Exact copies of all records below are needed.

(Source records)
>>>>

use std::{
    fs::File,
    io::Write,
    path::{Path, PathBuf},
};

fn main() {
    println!("cargo::rerun-if-changed=assets");

    let out_dir = PathBuf::from(std::env::var("OUT_DIR").unwrap());
    let assets = PathBuf::from(env!("CARGO_MANIFEST_DIR")).join("assets");
    let out_path = out_dir.join("assets.rs");
    let mut out = std::fs::File::create(&out_path).unwrap();
    emit_assets(&mut out, &assets);
    println!("cargo::rustc-env=ASSETS={}", out_path.display());
}

fn emit_assets(out: &mut File, assets: &Path) {
    let mut entries = assets
        .read_dir()
        .unwrap()
        .map(|entry| entry.unwrap())
        .collect::<Vec<_>>();
    entries.sort_by_key(|entry| entry.file_name());

    for asset in entries {
        let name = asset.file_name().into_string().unwrap();
        let file_type = asset.file_type().unwrap();
        let path = asset.path();

        if name.starts_with(".") {
            continue;
        }

        if file_type.is_dir() {
            writeln!(out, "pub mod {} {{", to_snake_case(&name)).unwrap();
            emit_assets(out, &path);
            writeln!(out, "}}").unwrap();
        } else if file_type.is_file() {
            if std::fs::read_to_string(&path).is_ok() {
                emit_str_asset(out, &name, &path);
            } else {
                emit_bytes_asset(out, &name, &path);
            }
        }
    }
}

fn emit_bytes_asset(out: &mut File, name: &str, path: &Path) {
    writeln!(
        out,
        "pub const {}: &[u8] = ::core::include_bytes!({:?});",
        to_screaming_snake_case(name),
        path,
    )
    .unwrap();
}

fn emit_str_asset(out: &mut File, name: &str, path: &Path) {
    writeln!(
        out,
        "pub const {}: &str = ::core::include_str!({:?});",
        to_screaming_snake_case(name),
        path,
    )
    .unwrap();
}

fn to_screaming_snake_case(name: &str) -> String {
    to_snake_case(name).to_uppercase()
}

fn to_snake_case(name: &str) -> String {
    let mut words = name
        .split(|c| !matches!(c, 'a'..='z' | 'A'..='Z' | '0'..='9'))
        .map(|word| word.to_lowercase());
    let mut out = words.next().unwrap_or_default();
    for w in words {
        out.push('_');
        out.push_str(&w);
    }
    out
}
use std::{sync::Arc, time::Duration};

use archive_core_health_contracts::{HealthFeatureService, HealthStatus};
use archive_di::Build;
use archive_email_contracts::EmailService;
use archive_shared_contracts::time::TimeService;
use chrono::{DateTime, Utc};
use tokio::sync::RwLock;
use tracing::error;

#[derive(Debug, Clone, Build)]
pub struct HealthFeatureServiceImpl<Time, Email> {
    time: Time,
    email: Email,
    config: HealthFeatureConfig,
    #[state]
    state: Arc<State>,
}

#[derive(Debug, Clone)]
pub struct HealthFeatureConfig {
    pub cache_ttl: Duration,
}

#[derive(Debug, Default)]
struct State {
    cache: RwLock<Option<CachedStatus>>,
}

#[derive(Debug)]
struct CachedStatus {
    status: HealthStatus,
    timestamp: DateTime<Utc>,
}

impl<Time, Email> HealthFeatureService for HealthFeatureServiceImpl<Time, Email>
where
    Time: TimeService,
    Email: EmailService,
{
    async fn get_status(&self) -> HealthStatus {
        let now = self.time.now();
        let cache_guard = self.state.cache.read().await;
        if let Some(cached) = cache_guard
            .as_ref()
            .filter(|c| now < c.timestamp + self.config.cache_ttl)
        {
            return cached.status;
        }
        drop(cache_guard);

        let mut cache_guard = self.state.cache.write().await;
        if let Some(cached) = cache_guard
            .as_ref()
            .filter(|c| now < c.timestamp + self.config.cache_ttl)
        {
            return cached.status;
        }

        let email = self
            .email
            .ping()
            .await
            .inspect_err(|err| error!("Failed to ping smtp server: {err}"))
            .is_ok();

        cache_guard
            .insert(CachedStatus {
                status: HealthStatus { email },
                timestamp: now,
            })
            .status
    }
}

#[cfg(test)]
mod tests {
    use archive_demo::NOW;
    use archive_email_contracts::MockEmailService;
    use archive_shared_contracts::time::MockTimeService;

    use super::*;

    const TTL: Duration = Duration::from_secs(2);

    #[tokio::test]
    async fn cached() {
        // Arrange
        let time = MockTimeService::new()
            .with_now(*NOW)
            .with_now(*NOW + Duration::from_secs(1));
        let email = MockEmailService::new().with_ping(true);

        let sut = HealthFeatureServiceImpl {
            time,
            email,
            config: HealthFeatureConfig { cache_ttl: TTL },
            state: Default::default(),
        };

        // Act
        let first = sut.get_status().await;
        let second = sut.get_status().await;

        // Assert
        assert_eq!(first, HealthStatus { email: true });
        assert_eq!(second, first);
    }

    #[tokio::test]
    async fn expired() {
        // Arrange
        let time = MockTimeService::new()
            .with_now(*NOW)
            .with_now(*NOW + TTL);
        let email = MockEmailService::new().with_ping(true).with_ping(false);

        let sut = HealthFeatureServiceImpl {
            time,
            email,
            config: HealthFeatureConfig { cache_ttl: TTL },
            state: Default::default(),
        };

        // Act
        let first = sut.get_status().await;
        let second = sut.get_status().await;

        // Assert
        assert_eq!(first, HealthStatus { email: true });
        assert_eq!(second, HealthStatus { email: false });
    }
}
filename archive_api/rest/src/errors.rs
use archive_models::auth::AuthenticateError;
use axum::{
    http::StatusCode,
    response::{IntoResponse, Response},
    Json,
};
use serde::Serialize;

pub fn internal_server_error(err: impl Into<anyhow::Error>) -> Response {
    let err = err.into();
    tracing::error!("internal server error: {err:#}");
    error(StatusCode::INTERNAL_SERVER_ERROR, "Internal server error")
}

pub fn auth_error(err: AuthenticateError) -> Response {
    match err {
        AuthenticateError::InvalidToken => error(StatusCode::UNAUTHORIZED, "Invalid token"),
    }
}

pub fn error(code: StatusCode, detail: impl Into<String>) -> Response {
    (
        code,
        Json(ApiError {
            detail: detail.into(),
        }),
    )
        .into_response()
}

#[derive(Debug, Serialize)]
pub struct ApiError {
    pub detail: String,
}
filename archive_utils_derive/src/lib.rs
use proc_macro::TokenStream;
use quote::quote;
use syn::{parse_macro_input, ItemFn};

/// Instrument a function with a `tracing` span that records its arguments and
/// return value at trace level.
///
/// Arguments are forwarded to [`tracing::instrument`], e.g.
/// `#[trace_instrument(skip(self))]`.
#[proc_macro_attribute]
pub fn trace_instrument(meta: TokenStream, input: TokenStream) -> TokenStream {
    let meta = proc_macro2::TokenStream::from(meta);
    let ItemFn {
        attrs,
        vis,
        sig,
        block,
    } = parse_macro_input!(input as ItemFn);

    quote! {
        #[::tracing::instrument(ret(level = "trace"), #meta)]
        #(#attrs)*
        #vis #sig {
            ::tracing::trace!("call");
            #block
        }
    }
    .into()
}
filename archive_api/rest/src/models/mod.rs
pub mod contact;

<<<<

## WORKED SOLUTION
use std::{
    fs::File,
    io::Write,
    path::{Path, PathBuf},
};

fn main() {
    println!("cargo::rerun-if-changed=assets");

    let out_dir = PathBuf::from(std::env::var("OUT_DIR").unwrap());
    let assets = PathBuf::from(env!("CARGO_MANIFEST_DIR")).join("assets");
    let out_path = out_dir.join("assets.rs");
    let mut out = std::fs::File::create(&out_path).unwrap();
    emit_assets(&mut out, &assets);
    println!("cargo::rustc-env=ASSETS={}", out_path.display());
}

fn emit_assets(out: &mut File, assets: &Path) {
    let mut entries = assets
        .read_dir()
        .unwrap()
        .map(|entry| entry.unwrap())
        .collect::<Vec<_>>();
    entries.sort_by_key(|entry| entry.file_name());

    for asset in entries {
        let name = asset.file_name().into_string().unwrap();
        let file_type = asset.file_type().unwrap();
        let path = asset.path();

        if name.starts_with(".") {
            continue;
        }

        if file_type.is_dir() {
            writeln!(out, "pub mod {} {{", to_snake_case(&name)).unwrap();
            emit_assets(out, &path);
            writeln!(out, "}}").unwrap();
        } else if file_type.is_file() {
            if std::fs::read_to_string(&path).is_ok() {
                emit_str_asset(out, &name, &path);
            } else {
                emit_bytes_asset(out, &name, &path);
            }
        }
    }
}

fn emit_bytes_asset(out: &mut File, name: &str, path: &Path) {
    writeln!(
        out,
        "pub const {}: &[u8] = ::core::include_bytes!({:?});",
        to_screaming_snake_case(name),
        path,
    )
    .unwrap();
}

fn emit_str_asset(out: &mut File, name: &str, path: &Path) {
    writeln!(
        out,
        "pub const {}: &str = ::core::include_str!({:?});",
        to_screaming_snake_case(name),
        path,
    )
    .unwrap();
}

fn to_screaming_snake_case(name: &str) -> String {
    to_snake_case(name).to_uppercase()
}

fn to_snake_case(name: &str) -> String {
    let mut words = name
        .split(|c| !matches!(c, 'a'..='z' | 'A'..='Z' | '0'..='9'))
        .map(|word| word.to_lowercase());
    let mut out = words.next().unwrap_or_default();
    for w in words {
        out.push('_');
        out.push_str(&w);
    }
    out
}
use std::{sync::Arc, time::Duration};

use archive_core_health_contracts::{HealthFeatureService, HealthStatus};
use archive_di::Build;
use archive_email_contracts::EmailService;
use archive_shared_contracts::time::TimeService;
use chrono::{DateTime, Utc};
use tokio::sync::RwLock;
use tracing::error;

#[derive(Debug, Clone, Build)]
pub struct HealthFeatureServiceImpl<Time, Email> {
    time: Time,
    email: Email,
    config: HealthFeatureConfig,
    #[state]
    state: Arc<State>,
}

#[derive(Debug, Clone)]
pub struct HealthFeatureConfig {
    pub cache_ttl: Duration,
}

#[derive(Debug, Default)]
struct State {
    cache: RwLock<Option<CachedStatus>>,
}

#[derive(Debug)]
struct CachedStatus {
    status: HealthStatus,
    timestamp: DateTime<Utc>,
}

impl<Time, Email> HealthFeatureService for HealthFeatureServiceImpl<Time, Email>
where
    Time: TimeService,
    Email: EmailService,
{
    async fn get_status(&self) -> HealthStatus {
        let now = self.time.now();
        let cache_guard = self.state.cache.read().await;
        if let Some(cached) = cache_guard
            .as_ref()
            .filter(|c| now < c.timestamp + self.config.cache_ttl)
        {
            return cached.status;
        }
        drop(cache_guard);

        let mut cache_guard = self.state.cache.write().await;
        if let Some(cached) = cache_guard
            .as_ref()
            .filter(|c| now < c.timestamp + self.config.cache_ttl)
        {
            return cached.status;
        }

        let email = self
            .email
            .ping()
            .await
            .inspect_err(|err| error!("Failed to ping smtp server: {err}"))
            .is_ok();

        cache_guard
            .insert(CachedStatus {
                status: HealthStatus { email },
                timestamp: now,
            })
            .status
    }
}

#[cfg(test)]
mod tests {
    use archive_demo::NOW;
    use archive_email_contracts::MockEmailService;
    use archive_shared_contracts::time::MockTimeService;

    use super::*;

    const TTL: Duration = Duration::from_secs(2);

    #[tokio::test]
    async fn cached() {
        // Arrange
        let time = MockTimeService::new()
            .with_now(*NOW)
            .with_now(*NOW + Duration::from_secs(1));
        let email = MockEmailService::new().with_ping(true);

        let sut = HealthFeatureServiceImpl {
            time,
            email,
            config: HealthFeatureConfig { cache_ttl: TTL },
            state: Default::default(),
        };

        // Act
        let first = sut.get_status().await;
        let second = sut.get_status().await;

        // Assert
        assert_eq!(first, HealthStatus { email: true });
        assert_eq!(second, first);
    }

    #[tokio::test]
    async fn expired() {
        // Arrange
        let time = MockTimeService::new()
            .with_now(*NOW)
            .with_now(*NOW + TTL);
        let email = MockEmailService::new().with_ping(true).with_ping(false);

        let sut = HealthFeatureServiceImpl {
            time,
            email,
            config: HealthFeatureConfig { cache_ttl: TTL },
            state: Default::default(),
        };

        // Act
        let first = sut.get_status().await;
        let second = sut.get_status().await;

        // Assert
        assert_eq!(first, HealthStatus { email: true });
        assert_eq!(second, HealthStatus { email: false });
    }
}
filename archive_api/rest/src/errors.rs
use archive_models::auth::AuthenticateError;
use axum::{
    http::StatusCode,
    response::{IntoResponse, Response},
    Json,
};
use serde::Serialize;

pub fn internal_server_error(err: impl Into<anyhow::Error>) -> Response {
    let err = err.into();
    tracing::error!("internal server error: {err:#}");
    error(StatusCode::INTERNAL_SERVER_ERROR, "Internal server error")
}

pub fn auth_error(err: AuthenticateError) -> Response {
    match err {
        AuthenticateError::InvalidToken => error(StatusCode::UNAUTHORIZED, "Invalid token"),
    }
}

pub fn error(code: StatusCode, detail: impl Into<String>) -> Response {
    (
        code,
        Json(ApiError {
            detail: detail.into(),
        }),
    )
        .into_response()
}

#[derive(Debug, Serialize)]
pub struct ApiError {
    pub detail: String,
}
filename archive_utils_derive/src/lib.rs
use proc_macro::TokenStream;
use quote::quote;
use syn::{parse_macro_input, ItemFn};

/// Instrument a function with a `tracing` span that records its arguments and
/// return value at trace level.
///
/// Arguments are forwarded to [`tracing::instrument`], e.g.
/// `#[trace_instrument(skip(self))]`.
#[proc_macro_attribute]
pub fn trace_instrument(meta: TokenStream, input: TokenStream) -> TokenStream {
    let meta = proc_macro2::TokenStream::from(meta);
    let ItemFn {
        attrs,
        vis,
        sig,
        block,
    } = parse_macro_input!(input as ItemFn);

    quote! {
        #[::tracing::instrument(ret(level = "trace"), #meta)]
        #(#attrs)*
        #vis #sig {
            ::tracing::trace!("call");
            #block
        }
    }
    .into()
}
filename archive_api/rest/src/models/mod.rs
pub mod contact;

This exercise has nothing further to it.